In looking at my work so far, I noticed that the area of the Pennamaquan trestle didn’t quite give me the perspective I needed. It was too high above the water surface. The prototype sits in fairly deep water and much of the piling structure is submerged. The solution was to raise the water level on the model. The first step is shown here using foam board. The second step will be to add a plaster covering to seal the riverbed along with shaping of the banks.
In a response to the last blog entry I mentioned the shroud or visor over the headlight which is a distinctive feature of the MEC 44 T. This is what I am talking about below. After making a couple of samples, it seems that cutting and bending thin brass will work the best. The next time I’m back in the shop I’ll have to try a pair on No. 15.

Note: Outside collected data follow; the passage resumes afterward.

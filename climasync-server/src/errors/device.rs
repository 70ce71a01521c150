use axum::http::StatusCode;

#[derive(Debug, thiserror::Error)]
pub enum DeviceError {
    #[error("Invalid floor: {0}")]
    InvalidLocation(String),

    #[error("Invalid device: {0}")]
    InvalidDevice(String),

    #[error("State must be 'ON' or 'OFF', got '{0}'")]
    InvalidState(String),
}

impl DeviceError {
    pub fn status_code(&self) -> StatusCode {
        match self {
            DeviceError::InvalidLocation(_) => StatusCode::NOT_FOUND,
            DeviceError::InvalidDevice(_) => StatusCode::BAD_REQUEST,
            DeviceError::InvalidState(_) => StatusCode::BAD_REQUEST,
        }
    }
}
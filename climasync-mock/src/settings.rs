use std::error::Error;

use serde::{Deserialize, Serialize};

#[derive(Debug, Clone, Serialize, Deserialize)]
pub struct Logger {
    pub level: String,
}

#[derive(Debug, Clone, Serialize, Deserialize)]
pub struct Target {
    /// Base URL of the hub
    pub url: String,
}

#[derive(Debug, Clone, Serialize, Deserialize)]
pub struct Simulation {
    pub interval_secs: u64,
    pub floors: Vec<String>,
    /// Standard deviation of the sensor noise
    #[serde(default = "default_noise")]
    pub noise: f64,
}

fn default_noise() -> f64 {
    0.3
}

#[derive(Debug, Clone, Serialize, Deserialize)]
pub struct Settings {
    pub logger: Logger,
    pub target: Target,
    pub simulation: Simulation,
}

impl Settings {
    pub fn new() -> Result<Self, Box<dyn Error>> {
        let mut settings: Settings = toml::from_str(include_str!(concat!(
            env!("CARGO_MANIFEST_DIR"),
            "/../",
            "configs/default.toml"
        )))?;

        settings.target.url = settings.target.url.trim_end_matches('/').to_string();
        settings.simulation.interval_secs = settings.simulation.interval_secs.max(1);

        Ok(settings)
    }
}
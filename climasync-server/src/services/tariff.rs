use std::collections::BTreeMap;

use climasync_api::models::DeviceKind;

use crate::errors::EnergyError;

#[derive(Debug, Clone, PartialEq)]
pub struct TariffConfig {
    price_per_kwh: f64,
    power_watts: BTreeMap<DeviceKind, f64>,
}

impl TariffConfig {
    pub fn new(
        price_per_kwh: f64,
        power_watts: BTreeMap<DeviceKind, f64>,
    ) -> Result<Self, EnergyError> {
        let mut tariff = Self {
            price_per_kwh: 0.0,
            power_watts: BTreeMap::new(),
        };

        tariff.set_price(price_per_kwh)?;
        for kind in DeviceKind::ALL {
            let watts = power_watts.get(&kind).copied().unwrap_or(0.0);
            tariff.set_power(kind, watts)?;
        }

        Ok(tariff)
    }

    pub fn price_per_kwh(&self) -> f64 {
        self.price_per_kwh
    }

    pub fn power(&self, kind: DeviceKind) -> f64 {
        self.power_watts.get(&kind).copied().unwrap_or_default()
    }

    pub fn power_map(&self) -> &BTreeMap<DeviceKind, f64> {
        &self.power_watts
    }

    pub fn set_price(&mut self, price_per_kwh: f64) -> Result<(), EnergyError> {
        if !is_positive(price_per_kwh) {
            return Err(EnergyError::InvalidPrice(price_per_kwh));
        }

        self.price_per_kwh = price_per_kwh;
        Ok(())
    }

    pub fn set_power(&mut self, kind: DeviceKind, watts: f64) -> Result<(), EnergyError> {
        if !is_positive(watts) {
            return Err(EnergyError::InvalidPower(watts));
        }

        self.power_watts.insert(kind, watts);
        Ok(())
    }
}

fn is_positive(value: f64) -> bool {
    value.is_finite() && value > 0.0
}

#[cfg(test)]
mod tests {
    use super::*;

    fn defaults() -> BTreeMap<DeviceKind, f64> {
        BTreeMap::from([
            (DeviceKind::Lighting, 20.0),
            (DeviceKind::Ventilation, 50.0),
            (DeviceKind::Fogger, 100.0),
            (DeviceKind::Heater, 150.0),
        ])
    }

    #[test]
    fn test_rejects_non_positive_values() {
        let mut tariff = TariffConfig::new(2500.0, defaults()).unwrap();

        assert_eq!(tariff.set_price(0.0), Err(EnergyError::InvalidPrice(0.0)));
        assert_eq!(tariff.set_price(-3.0), Err(EnergyError::InvalidPrice(-3.0)));
        assert!(tariff.set_price(f64::NAN).is_err());
        assert_eq!(
            tariff.set_power(DeviceKind::Heater, -1.0),
            Err(EnergyError::InvalidPower(-1.0))
        );

        assert_eq!(tariff.price_per_kwh(), 2500.0);
        assert_eq!(tariff.power(DeviceKind::Heater), 150.0);
    }

    #[test]
    fn test_missing_device_power_is_rejected() {
        let mut powers = defaults();
        powers.remove(&DeviceKind::Fogger);

        assert_eq!(
            TariffConfig::new(2500.0, powers),
            Err(EnergyError::InvalidPower(0.0))
        );
    }

    #[test]
    fn test_updates_apply() {
        let mut tariff = TariffConfig::new(2500.0, defaults()).unwrap();

        tariff.set_price(3100.5).unwrap();
        tariff.set_power(DeviceKind::Lighting, 36.0).unwrap();

        assert_eq!(tariff.price_per_kwh(), 3100.5);
        assert_eq!(tariff.power_map()[&DeviceKind::Lighting], 36.0);
    }
}
use std::fmt;

use time::{Date, OffsetDateTime, UtcOffset};

/// Calendar day used to detect the midnight rollover.
#[derive(Debug, Clone, Copy, PartialEq, Eq, PartialOrd, Ord, Hash)]
pub struct DayKey(Date);

impl DayKey {
    pub fn at(instant: OffsetDateTime, offset: UtcOffset) -> Self {
        Self(instant.to_offset(offset).date())
    }

    pub fn date(&self) -> Date {
        self.0
    }

    /// Whole days from `self` to `later`; negative when `later` is earlier.
    pub fn days_until(&self, later: DayKey) -> i64 {
        (later.0 - self.0).whole_days()
    }
}

impl From<Date> for DayKey {
    fn from(date: Date) -> Self {
        Self(date)
    }
}

impl fmt::Display for DayKey {
    fn fmt(&self, f: &mut fmt::Formatter<'_>) -> fmt::Result {
        write!(
            f,
            "{:04}-{:02}-{:02}",
            self.0.year(),
            u8::from(self.0.month()),
            self.0.day()
        )
    }
}

pub trait Clock: Send + Sync {
    fn now(&self) -> OffsetDateTime;

    fn offset(&self) -> UtcOffset;

    fn day_key(&self, at: OffsetDateTime) -> DayKey {
        DayKey::at(at, self.offset())
    }
}

#[derive(Debug, Clone)]
pub struct SystemClock {
    offset: UtcOffset,
}

impl SystemClock {
    pub fn new(utc_offset_hours: i8) -> Result<Self, time::error::ComponentRange> {
        Ok(Self {
            offset: UtcOffset::from_hms(utc_offset_hours, 0, 0)?,
        })
    }
}

impl Default for SystemClock {
    fn default() -> Self {
        Self {
            offset: UtcOffset::UTC,
        }
    }
}

impl Clock for SystemClock {
    fn now(&self) -> OffsetDateTime {
        OffsetDateTime::now_utc()
    }

    fn offset(&self) -> UtcOffset {
        self.offset
    }
}

#[cfg(any(test, feature = "mock"))]
pub use manual::ManualClock;

#[cfg(any(test, feature = "mock"))]
mod manual {
    use std::sync::{Mutex, PoisonError};

    use time::{Duration, OffsetDateTime, UtcOffset};

    use super::Clock;

    /// Clock that only moves when told to.
    #[derive(Debug)]
    pub struct ManualClock {
        now: Mutex<OffsetDateTime>,
        offset: UtcOffset,
    }

    impl ManualClock {
        pub fn new(start: OffsetDateTime) -> Self {
            Self {
                now: Mutex::new(start),
                offset: UtcOffset::UTC,
            }
        }

        pub fn with_offset(start: OffsetDateTime, offset: UtcOffset) -> Self {
            Self {
                now: Mutex::new(start),
                offset,
            }
        }

        pub fn set(&self, at: OffsetDateTime) {
            *self.now.lock().unwrap_or_else(PoisonError::into_inner) = at;
        }

        pub fn advance(&self, by: Duration) -> OffsetDateTime {
            let mut now = self.now.lock().unwrap_or_else(PoisonError::into_inner);
            *now += by;
            *now
        }
    }

    impl Clock for ManualClock {
        fn now(&self) -> OffsetDateTime {
            *self.now.lock().unwrap_or_else(PoisonError::into_inner)
        }

        fn offset(&self) -> UtcOffset {
            self.offset
        }
    }
}

#[cfg(test)]
mod tests {
    use time::macros::{datetime, offset};
    use time::Duration;

    use super::*;

    #[test]
    fn test_day_key_formats_iso_date() {
        let key = DayKey::at(datetime!(2026-03-04 23:59:59 UTC), UtcOffset::UTC);

        assert_eq!(key.to_string(), "2026-03-04");
    }

    #[test]
    fn test_day_key_respects_offset() {
        let instant = datetime!(2026-03-04 18:30 UTC);

        assert_eq!(DayKey::at(instant, UtcOffset::UTC).to_string(), "2026-03-04");
        assert_eq!(DayKey::at(instant, offset!(+7)).to_string(), "2026-03-05");
    }

    #[test]
    fn test_days_until() {
        let monday = DayKey::at(datetime!(2026-03-02 12:00 UTC), UtcOffset::UTC);
        let thursday = DayKey::at(datetime!(2026-03-05 01:00 UTC), UtcOffset::UTC);

        assert_eq!(monday.days_until(thursday), 3);
        assert_eq!(thursday.days_until(monday), -3);
    }

    #[test]
    fn test_manual_clock_advances() {
        let clock = ManualClock::new(datetime!(2026-03-02 23:00 UTC));
        let before = clock.day_key(clock.now());

        let after = clock.advance(Duration::hours(2));

        assert_eq!(after, datetime!(2026-03-03 01:00 UTC));
        assert_eq!(before.days_until(clock.day_key(after)), 1);
    }

    #[test]
    fn test_system_clock_rejects_bad_offset() {
        assert!(SystemClock::new(7).is_ok());
        assert!(SystemClock::new(30).is_err());
    }
}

There is little progress to report on the railroad. Travel and chores have taken their toll. I have been able to do a few things in the model shop which is located at home. I was able to rescue another Yoder 44 T from a friend. It came as a basic black factory paint job. I have now lettered it for MEC 15. Weathering will be next and then a test of the TCS decoder. It came with that particular decoder that I have no experience with, so I will need to comparatively test it against my other locomotives that have NCE decoders. With the addition of 15 to the roster, the total is now three, one other Yoder and an Acme that was built from a brass kit.
Now that the bench work has reached Eastport, the opportunity to mount the photo backdrop in Calais came about. I had previously prepared the Masonite backing panels for this area as shown below.
Because of several reasons this area of the backdrop had to be mounted unrolling it from right to left. The previous backdrops were mounted going from left to right, which is the more normal way to do it, if there is such a thing as ‘normal’. After I got my hands figured out it went pretty smoothly.
Note that the studwork above the backdrop still must be covered. I am using a black landscaping cloth which is some kind of non woven fiber mat which has a dead flat finish. I really like the effect of blacking out everything that would distract from the modeled scene itself. The backdrop itself is only two feet high, but because of the height of the bench work, it yields a very good perspective when one stands in front of it. The idea is to be conscious of the backdrop while concentrating on the modeled portion of the railroad. So far I feel I have achieved this, although it is difficult to capture this feeling with the camera.
During November I have also started placing florist foam in Ayers Junction in order to build up some of the landscape. This is my first time using this material and I am enjoying experimenting with it. The material is quite soft and easy to damage so it must be handled carefully. There are several varieties and I have settled on the dry foam. I have also found that prices for this stuff are all over the map, so it pays to shop around. As you note, I am just cutting small slices and blocks and gluing them in place. I will use a Stanley Surform plane to shape it along with holding a vacuum nozzle at the same time. The foam is quite weak in structure and carves into a gritty powder that gets everywhere unless controlled by the vacuum almost immediately.. Once the shape is final, I will cover the foam with plaster cloth to get a thin yet hard surface. The availability of plaster casting cloth that needs only to be unrolled and wetted has made modeling ground surface so much easier and far less messy.